Reinstated Superintendent Antonio Lewis was back at his first school meeting in six months last night after winning every decision by judges and the state education commissioner who agreed Lewis was wrongly removed by a former Board of Education majority last December.

Last night's work session was a time for Lewis, who said he's very happy to be back, to be welcomed by the board, teachers and parents. And he was. But the superintendent was not last night's excitement.

New board member Frank D'Alessandro began the public remarks period by commenting that the board had had reports of certain people, whom he did not name, subjecting other people, some of them teachers, to threats or intimidation at a recent meeting while the board had gone to a different room for a closed session.

D'Alessandro said the board places a high priority on students and staff feeling secure in their schools. He said the board will not allow people to disrupt the process for reasons known only to themselves.

James Maynard, husband of board member Susan Maynard, who continued the couple's nearly month-long crusade against Robert DiSanto, an openly gay board member and general manager of a gay night club in the city, being appointed board president in May by the county school superintendent when a divided nine-member board could not agree on whom to pick.

Maynard based his objection to DiSanto on the fact that DiSanto manages Club Paradise and said that he was not a good role model for the city children.

Susan Maynard did not raise an objection to DiSanto last year when she was in power as vice president and DiSanto had the same job but supported the attempts of Maynard and other board members to remove Lewis as superintendent.

Her husband last night read a letter that he said he is sending the state commissioner on the matter. He said that he was not successful in getting Monmouth County Superintendent Eugenia Lawson to change her decision.

Maynard, who is black, also asked in his letter to the state how Lawson had ignored five African-American board members in choosing DiSanto, who is white.

Then, referring once more to the gay night club, Maynard said, He's no role model for my child.

Board Attorney Lester Taylor broke in to tell Maynard the board would not condone comments of discrimination and racism, which prompted strong, sustained applause throughout the room of 150 teachers, parents and community members.

James Maynard tried to continue to talk of issues of moral turpitude, but loud groans drowned him out and he sat down.

Resident Donna Harrison praised the county superintendent's choice and said that DiSanto had proven himself to be professional, fair, a gentleman and a businessman despite cowardly attacks against him.

Harrison then asked how Maynard could ask what he should tell his children when the Maynards don't send their children to Asbury Park schools but to the Deal School.

Watch that!

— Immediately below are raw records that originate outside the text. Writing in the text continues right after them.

//! Closed set of annotation types stored by a [`Frame`](super::Frame).

use super::context::DrawContext;
use super::error::GeometryError;
use super::label::TextLabel;
use super::object::DrawingObject;
use super::shape::Shape;
use super::transform::Transform;
use crate::util::Rect;

/// Any annotation the editor can place on the canvas.
#[derive(Clone, Debug, PartialEq)]
pub enum Annotation {
    Label(TextLabel),
    Shape(Shape),
}

impl Annotation {
    fn object(&self) -> &dyn DrawingObject {
        match self {
            Annotation::Label(label) => label,
            Annotation::Shape(shape) => shape,
        }
    }

    fn object_mut(&mut self) -> &mut dyn DrawingObject {
        match self {
            Annotation::Label(label) => label,
            Annotation::Shape(shape) => shape,
        }
    }
}

impl From<TextLabel> for Annotation {
    fn from(label: TextLabel) -> Self {
        Annotation::Label(label)
    }
}

impl From<Shape> for Annotation {
    fn from(shape: Shape) -> Self {
        Annotation::Shape(shape)
    }
}

impl DrawingObject for Annotation {
    fn set_selected(&mut self, selected: bool) {
        self.object_mut().set_selected(selected);
    }

    fn is_selected(&self) -> bool {
        self.object().is_selected()
    }

    fn translate(&mut self, dx: f64, dy: f64) {
        self.object_mut().translate(dx, dy);
    }

    fn bounding_rect(&self) -> Rect {
        self.object().bounding_rect()
    }

    fn set_rect(&mut self, x: f64, y: f64, width: f64, height: f64) -> Result<(), GeometryError> {
        self.object_mut().set_rect(x, y, width, height)
    }

    fn scale(&mut self, factor: f64) -> Result<(), GeometryError> {
        self.object_mut().scale(factor)
    }

    fn draw(&self, ctx: &mut dyn DrawContext, transform: &Transform) {
        self.object().draw(ctx, transform);
    }

    fn is_movable(&self) -> bool {
        self.object().is_movable()
    }
}
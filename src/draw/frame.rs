//! Frame container for managing the annotations on a canvas.

use super::annotation::Annotation;
use super::context::DrawContext;
use super::object::DrawingObject;
use super::transform::Transform;
use crate::util::Rect;

/// Ordered collection of annotations (first = bottom layer, last = top layer).
#[derive(Debug, Clone, Default)]
pub struct Frame {
    pub annotations: Vec<Annotation>,
}

impl Frame {
    pub fn new() -> Self {
        Self::default()
    }

    /// Adds an annotation on top of the existing ones and returns its index.
    pub fn add(&mut self, annotation: impl Into<Annotation>) -> usize {
        self.annotations.push(annotation.into());
        self.annotations.len() - 1
    }

    pub fn clear(&mut self) {
        self.annotations.clear();
    }

    pub fn len(&self) -> usize {
        self.annotations.len()
    }

    pub fn is_empty(&self) -> bool {
        self.annotations.is_empty()
    }

    /// Returns the index of the topmost annotation whose bounds contain the point.
    pub fn hit_test(&self, x: f64, y: f64) -> Option<usize> {
        self.annotations
            .iter()
            .rposition(|a| a.bounding_rect().contains(x, y))
    }

    /// Selects the annotation at `index` and deselects every other one.
    pub fn select_only(&mut self, index: usize) {
        for (i, annotation) in self.annotations.iter_mut().enumerate() {
            annotation.set_selected(i == index);
        }
    }

    pub fn clear_selection(&mut self) {
        for annotation in &mut self.annotations {
            annotation.set_selected(false);
        }
    }

    pub fn selected(&self) -> impl Iterator<Item = &Annotation> {
        self.annotations.iter().filter(|a| a.is_selected())
    }

    /// Moves every selected, movable annotation. Returns how many were moved.
    pub fn translate_selected(&mut self, dx: f64, dy: f64) -> usize {
        let mut moved = 0;
        for annotation in self.annotations.iter_mut().filter(|a| a.is_selected()) {
            if annotation.is_movable() {
                annotation.translate(dx, dy);
                moved += 1;
            } else {
                log::debug!("Skipping immovable annotation during move");
            }
        }
        moved
    }

    /// Removes every selected annotation and returns them in their previous order.
    pub fn remove_selected(&mut self) -> Vec<Annotation> {
        let (removed, kept): (Vec<_>, Vec<_>) = std::mem::take(&mut self.annotations)
            .into_iter()
            .partition(|a| a.is_selected());
        self.annotations = kept;
        removed
    }

    /// Union of all annotation bounds, or `None` for an empty frame.
    pub fn bounds(&self) -> Option<Rect> {
        self.annotations
            .iter()
            .map(|a| a.bounding_rect())
            .reduce(Rect::union)
    }

    /// Draws all annotations bottom to top.
    pub fn draw_all(&self, ctx: &mut dyn DrawContext, transform: &Transform) {
        for annotation in &self.annotations {
            annotation.draw(ctx, transform);
        }
    }
}
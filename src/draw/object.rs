//! The contract shared by every on-canvas annotation.

use super::context::DrawContext;
use super::error::GeometryError;
use super::transform::Transform;
use crate::util::Rect;

/// A user-manipulable overlay element on the molecule canvas.
///
/// The editor selects, moves, resizes, scales, and renders annotations only
/// through this trait. Implementers own their geometry and selection flag;
/// [`DrawingObject::bounding_rect`] must reflect every successful
/// `translate`, `set_rect`, or `scale` call.
///
/// Callers must not invoke `translate` or `set_rect` on an object whose
/// [`DrawingObject::is_movable`] returns `false`. The trait does not enforce
/// this; [`Frame`](super::Frame) does.
pub trait DrawingObject {
    fn set_selected(&mut self, selected: bool);

    fn is_selected(&self) -> bool;

    /// Shifts the object by the given offsets.
    fn translate(&mut self, dx: f64, dy: f64);

    /// Axis-aligned bounds in editor coordinates, used for hit-testing.
    fn bounding_rect(&self) -> Rect;

    /// Replaces position and size. Afterwards the bounding rectangle is
    /// exactly `(x, y, width, height)`.
    ///
    /// # Errors
    /// Negative or non-finite values are rejected and leave the object unchanged.
    fn set_rect(&mut self, x: f64, y: f64, width: f64, height: f64) -> Result<(), GeometryError>;

    /// Scales the geometry uniformly about the top-left corner of the bounds.
    ///
    /// # Errors
    /// Factors that are zero, negative, or non-finite are rejected with
    /// [`GeometryError::InvalidScale`].
    fn scale(&mut self, factor: f64) -> Result<(), GeometryError>;

    /// Renders the object through `ctx` after mapping it with `transform`.
    fn draw(&self, ctx: &mut dyn DrawContext, transform: &Transform);

    fn is_movable(&self) -> bool;
}

/// Checks the arguments of [`DrawingObject::set_rect`].
pub(crate) fn validate_rect(
    x: f64,
    y: f64,
    width: f64,
    height: f64,
) -> Result<Rect, GeometryError> {
    let rect = Rect::new(x, y, width, height);
    if !rect.is_finite() {
        return Err(GeometryError::NonFinite);
    }
    if width < 0.0 || height < 0.0 {
        return Err(GeometryError::NegativeSize { width, height });
    }
    Ok(rect)
}

/// Checks the argument of [`DrawingObject::scale`].
pub(crate) fn validate_scale(factor: f64) -> Result<f64, GeometryError> {
    if factor.is_finite() && factor > 0.0 {
        Ok(factor)
    } else {
        Err(GeometryError::InvalidScale(factor))
    }
}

Watch that Susan Maynard yelled from the podium. Leave my children alone.

We will tell our children that we will not perpetrate hate, Harrison said. We will not perpetrate bias. . . . The job we have to do in this city is to get our children educated and graduated, not spewing hate and divisiveness.

What hate and divisiveness? James Maynard asked out loud. This is madness.

Susan Maynard got up from her seat at the board table and left the meeting.

There are certain elements in this town bent on preventing any coming together of white, black, gay, straight, resident Eva Sipos said. That really troubles me. That's the single thing, I think, preventing us from moving forward.